→ Exercise goal: Retype all of the data shown below, keeping every character the same.

Collected data entries:
┌──
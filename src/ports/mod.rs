pub mod config_source;
pub mod listener;
pub mod resolver;
pub mod script_fetcher;

pub use config_source::{ConfigObserver, ConfigSourcePort};
pub use listener::{NetworkChangeObserver, StatusListener};
pub use resolver::ProxyResolverPort;
pub use script_fetcher::ScriptFetcherPort;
└──
→ Answer to this exercise:
filename src/ports/mod.rs
pub mod config_source;
pub mod listener;
pub mod resolver;
pub mod script_fetcher;

pub use config_source::{ConfigObserver, ConfigSourcePort};
pub use listener::{NetworkChangeObserver, StatusListener};
pub use resolver::ProxyResolverPort;
pub use script_fetcher::ScriptFetcherPort;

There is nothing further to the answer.